# Problem details
Beginning with the first line, please return the entries exactly through the line that contains "least a head.", and leave out all later lines.

☆ ☆ ☆ ☆ ☆

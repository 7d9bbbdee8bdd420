#![deny(
    unsafe_code,
    missing_docs,
    dead_code,
    unused_results,
    non_snake_case,
    unreachable_pub
)]

//! Authoritative session state for the snake autopilot.
//!
//! The world owns the snake body, the food, the active plan and the play
//! state. It never searches for routes itself: when a running tick finds the
//! plan empty it raises [`Event::PlanRequested`] and waits for either
//! [`Command::AssignPlan`] or [`Command::ReportNoPath`] before the tick
//! completes.

use std::collections::VecDeque;

use log::{debug, info, warn};
use rand::{seq::SliceRandom, Rng, SeedableRng};
use rand_chacha::ChaCha8Rng;
use snake_autopilot_core::{
    Cell, Command, Event, FoodPolicy, GridSize, Move, PlanError, PlayState, SearchMethod,
};
use thiserror::Error;

/// Construction parameters for a [`World`].
#[derive(Clone, Copy, Debug, PartialEq, Eq)]
pub struct Config {
    seed: u64,
    food_policy: FoodPolicy,
}

impl Config {
    /// Creates a configuration that seeds food placement with `seed`.
    #[must_use]
    pub const fn new(seed: u64) -> Self {
        Self {
            seed,
            food_policy: FoodPolicy::AvoidSnake,
        }
    }

    /// Selects how new food cells are drawn.
    #[must_use]
    pub const fn with_food_policy(mut self, food_policy: FoodPolicy) -> Self {
        self.food_policy = food_policy;
        self
    }
}

/// Reasons a scripted layout cannot seed a world.
#[derive(Clone, Debug, Error, PartialEq, Eq)]
pub enum LayoutError {
    /// The snake needs at least a head.
    #[error("snake body must contain at least one cell")]
    EmptyBody,
    /// A body cell lies outside the playing field.
    #[error("body cell {cell} lies outside the {columns}x{rows} grid")]
    OutOfBounds {
        /// Offending cell.
        cell: Cell,
        /// Number of grid columns.
        columns: u32,
        /// Number of grid rows.
        rows: u32,
    },
    /// Two consecutive body cells are not neighbours.
    #[error("body cells {from} and {to} are not adjacent")]
    Disjoint {
        /// Cell closer to the head.
        from: Cell,
        /// Cell closer to the tail.
        to: Cell,
    },
    /// The body crosses itself.
    #[error("body cell {cell} appears more than once")]
    Overlapping {
        /// Cell listed twice.
        cell: Cell,
    },
    /// The food lies outside the playing field.
    #[error("food cell {cell} lies outside the grid")]
    FoodOutOfBounds {
        /// Offending cell.
        cell: Cell,
    },
}

/// Represents the authoritative snake session.
#[derive(Debug)]
pub struct World {
    grid: GridSize,
    body: Vec<Cell>,
    food: Cell,
    plan: VecDeque<Move>,
    state: PlayState,
    search_method: SearchMethod,
    food_policy: FoodPolicy,
    rng: ChaCha8Rng,
    tick_index: u64,
    awaiting_plan: bool,
}

impl World {
    /// Creates a paused session with a single-segment snake at the start cell.
    #[must_use]
    pub fn new(config: Config) -> Self {
        let grid = GridSize::STANDARD;
        let start = grid.start_cell();
        let mut world = Self::empty(config, grid, vec![start], start);
        world.food = world.draw_food();
        debug!("session created with food at {}", world.food);
        world
    }

    /// Creates a paused session from an explicit body (head first) and food cell.
    pub fn from_layout(config: Config, body: Vec<Cell>, food: Cell) -> Result<Self, LayoutError> {
        let grid = GridSize::STANDARD;
        validate_layout(grid, &body, food)?;
        Ok(Self::empty(config, grid, body, food))
    }

    fn empty(config: Config, grid: GridSize, body: Vec<Cell>, food: Cell) -> Self {
        Self {
            grid,
            body,
            food,
            plan: VecDeque::new(),
            state: PlayState::Paused,
            search_method: SearchMethod::default(),
            food_policy: config.food_policy,
            rng: ChaCha8Rng::seed_from_u64(config.seed),
            tick_index: 0,
            awaiting_plan: false,
        }
    }

    fn head(&self) -> Cell {
        self.body[0]
    }

    fn set_state(&mut self, state: PlayState, out_events: &mut Vec<Event>) {
        if self.state == state {
            return;
        }
        self.state = state;
        out_events.push(Event::PlayStateChanged { state });
    }

    fn reset(&mut self, out_events: &mut Vec<Event>) {
        self.body.clear();
        self.body.push(self.grid.start_cell());
        self.plan.clear();
        self.awaiting_plan = false;
        self.food = self.draw_food();
        self.set_state(PlayState::Paused, out_events);
        info!(
            "session reset: head {} food {} search {}",
            self.head(),
            self.food,
            self.search_method
        );
        out_events.push(Event::GameReset {
            head: self.head(),
            food: self.food,
        });
    }

    fn tick(&mut self, out_events: &mut Vec<Event>) {
        if self.state != PlayState::Running {
            return;
        }

        self.tick_index = self.tick_index.saturating_add(1);
        out_events.push(Event::Ticked {
            tick: self.tick_index,
        });

        if self.plan.is_empty() {
            self.awaiting_plan = true;
            out_events.push(Event::PlanRequested {
                head: self.head(),
                food: self.food,
                method: self.search_method,
            });
            return;
        }

        self.advance(out_events);
    }

    fn assign_plan(&mut self, moves: Vec<Move>, out_events: &mut Vec<Event>) {
        if !self.awaiting_plan || self.state != PlayState::Running {
            debug!("discarding unrequested plan of {} moves", moves.len());
            return;
        }
        self.awaiting_plan = false;

        match validate_plan(self.grid, &self.body, self.food, &moves) {
            Ok(()) => {
                self.plan = moves.into();
                out_events.push(Event::PlanAssigned {
                    moves: self.plan.len(),
                });
                self.advance(out_events);
            }
            Err(reason) => {
                warn!("rejected plan: {reason:?}");
                out_events.push(Event::PlanRejected { reason });
            }
        }
    }

    fn trap(&mut self, out_events: &mut Vec<Event>) {
        if !self.awaiting_plan || self.state != PlayState::Running {
            return;
        }
        self.awaiting_plan = false;
        self.plan.clear();

        let head = self.head();
        let food = self.food;
        info!(
            "no route from {head} to {food}; snake trapped at length {}",
            self.body.len()
        );
        self.set_state(PlayState::Trapped, out_events);
        out_events.push(Event::SnakeTrapped { head, food });
    }

    fn advance(&mut self, out_events: &mut Vec<Event>) {
        let Some(step) = self.plan.pop_front() else {
            return;
        };

        let from = self.head();
        let Some(to) = from.step(step, self.grid) else {
            self.plan.clear();
            return;
        };

        self.body.insert(0, to);
        out_events.push(Event::SnakeAdvanced { from, to });

        if to == self.food {
            out_events.push(Event::FoodEaten {
                cell: to,
                length: self.body.len(),
            });
            self.food = self.draw_food();
            debug!("food placed at {}", self.food);
            out_events.push(Event::FoodPlaced { cell: self.food });
            self.plan.clear();
        } else {
            let _ = self.body.pop();
        }
    }

    fn draw_food(&mut self) -> Cell {
        match self.food_policy {
            FoodPolicy::Uniform => self.uniform_cell(),
            FoodPolicy::AvoidSnake => {
                let free: Vec<Cell> = self
                    .grid
                    .cells()
                    .filter(|cell| !self.body.contains(cell))
                    .collect();
                match free.choose(&mut self.rng) {
                    Some(cell) => *cell,
                    None => self.uniform_cell(),
                }
            }
        }
    }

    fn uniform_cell(&mut self) -> Cell {
        let column = self.rng.gen_range(0..self.grid.columns());
        let row = self.rng.gen_range(0..self.grid.rows());
        Cell::new(column, row)
    }
}

/// Applies the provided command to the world, mutating state deterministically.
pub fn apply(world: &mut World, command: Command, out_events: &mut Vec<Event>) {
    match command {
        Command::Start => {
            if world.state == PlayState::Paused {
                world.set_state(PlayState::Running, out_events);
            }
        }
        Command::Pause => {
            if world.state == PlayState::Running {
                world.awaiting_plan = false;
                world.set_state(PlayState::Paused, out_events);
            }
        }
        Command::Reset => world.reset(out_events),
        Command::SelectSearchMethod { method } => {
            world.search_method = method;
            out_events.push(Event::SearchMethodSelected { method });
            world.reset(out_events);
        }
        Command::Tick => world.tick(out_events),
        Command::AssignPlan { moves } => world.assign_plan(moves, out_events),
        Command::ReportNoPath => world.trap(out_events),
    }
}

/// Query functions that provide read-only access to the world state.
pub mod query {
    use super::World;
    use snake_autopilot_core::{Cell, FoodPolicy, GridSize, Move, PlayState, SearchMethod};

    /// Dimensions of the playing field.
    #[must_use]
    pub fn grid(world: &World) -> GridSize {
        world.grid
    }

    /// Snake body ordered from head to tail.
    #[must_use]
    pub fn body(world: &World) -> &[Cell] {
        &world.body
    }

    /// Cell currently occupied by the head.
    #[must_use]
    pub fn head(world: &World) -> Cell {
        world.head()
    }

    /// Cell currently holding the food.
    #[must_use]
    pub fn food(world: &World) -> Cell {
        world.food
    }

    /// Current lifecycle state of the session.
    #[must_use]
    pub fn play_state(world: &World) -> PlayState {
        world.state
    }

    /// Search label recorded by the most recent selection.
    #[must_use]
    pub fn search_method(world: &World) -> SearchMethod {
        world.search_method
    }

    /// Placement rule used whenever food respawns.
    #[must_use]
    pub fn food_policy(world: &World) -> FoodPolicy {
        world.food_policy
    }

    /// Moves still queued in the active plan.
    #[must_use]
    pub fn remaining_plan(world: &World) -> Vec<Move> {
        world.plan.iter().copied().collect()
    }

    /// Reports whether a running tick waits for a plan.
    #[must_use]
    pub fn awaiting_plan(world: &World) -> bool {
        world.awaiting_plan
    }

    /// Number of ticks consumed while running.
    #[must_use]
    pub fn tick_index(world: &World) -> u64 {
        world.tick_index
    }
}

fn validate_layout(grid: GridSize, body: &[Cell], food: Cell) -> Result<(), LayoutError> {
    if body.is_empty() {
        return Err(LayoutError::EmptyBody);
    }

    for &cell in body {
        if !grid.contains(cell) {
            return Err(LayoutError::OutOfBounds {
                cell,
                columns: grid.columns(),
                rows: grid.rows(),
            });
        }
    }

    for pair in body.windows(2) {
        if Move::between(pair[0], pair[1]).is_none() {
            return Err(LayoutError::Disjoint {
                from: pair[0],
                to: pair[1],
            });
        }
    }

    let mut seen = vec![false; grid.cell_count()];
    for &cell in body {
        if let Some(index) = grid.index(cell) {
            if seen[index] {
                return Err(LayoutError::Overlapping { cell });
            }
            seen[index] = true;
        }
    }

    if !grid.contains(food) {
        return Err(LayoutError::FoodOutOfBounds { cell: food });
    }

    Ok(())
}

/// Replays `moves` against the body: the tail retracts on every step that
/// does not reach the food, and the head may never enter an occupied cell.
/// Moves after the first arrival at the food are checked for bounds only,
/// since reaching the food discards the rest of the plan.
fn validate_plan(
    grid: GridSize,
    body: &[Cell],
    food: Cell,
    moves: &[Move],
) -> Result<(), PlanError> {
    if moves.is_empty() {
        return Err(PlanError::Empty);
    }

    let mut occupied = vec![false; grid.cell_count()];
    for &cell in body {
        if let Some(index) = grid.index(cell) {
            occupied[index] = true;
        }
    }
    let mut snake: VecDeque<Cell> = body.iter().copied().collect();
    let mut cursor = body[0];
    let mut fed = false;

    for (step, &direction) in moves.iter().enumerate() {
        cursor = cursor
            .step(direction, grid)
            .ok_or(PlanError::LeavesGrid { step })?;
        if fed {
            continue;
        }

        fed = cursor == food;
        if !fed {
            if let Some(index) = snake.pop_back().and_then(|tail| grid.index(tail)) {
                occupied[index] = false;
            }
        }
        if let Some(index) = grid.index(cursor) {
            if occupied[index] {
                return Err(PlanError::CrossesBody { step });
            }
            occupied[index] = true;
        }
        snake.push_front(cursor);
    }

    if cursor != food {
        return Err(PlanError::MissesFood);
    }

    Ok(())
}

☆ ☆ ☆ ☆ ☆

# Reply to the exercise
repository 7d9bbbdee8bdd420
#![deny(
    unsafe_code,
    missing_docs,
    dead_code,
    unused_results,
    non_snake_case,
    unreachable_pub
)]

//! Authoritative session state for the snake autopilot.
//!
//! The world owns the snake body, the food, the active plan and the play
//! state. It never searches for routes itself: when a running tick finds the
//! plan empty it raises [`Event::PlanRequested`] and waits for either
//! [`Command::AssignPlan`] or [`Command::ReportNoPath`] before the tick
//! completes.

use std::collections::VecDeque;

use log::{debug, info, warn};
use rand::{seq::SliceRandom, Rng, SeedableRng};
use rand_chacha::ChaCha8Rng;
use snake_autopilot_core::{
    Cell, Command, Event, FoodPolicy, GridSize, Move, PlanError, PlayState, SearchMethod,
};
use thiserror::Error;

/// Construction parameters for a [`World`].
#[derive(Clone, Copy, Debug, PartialEq, Eq)]
pub struct Config {
    seed: u64,
    food_policy: FoodPolicy,
}

impl Config {
    /// Creates a configuration that seeds food placement with `seed`.
    #[must_use]
    pub const fn new(seed: u64) -> Self {
        Self {
            seed,
            food_policy: FoodPolicy::AvoidSnake,
        }
    }

    /// Selects how new food cells are drawn.
    #[must_use]
    pub const fn with_food_policy(mut self, food_policy: FoodPolicy) -> Self {
        self.food_policy = food_policy;
        self
    }
}

/// Reasons a scripted layout cannot seed a world.
#[derive(Clone, Debug, Error, PartialEq, Eq)]
pub enum LayoutError {
    /// The snake needs at least a head.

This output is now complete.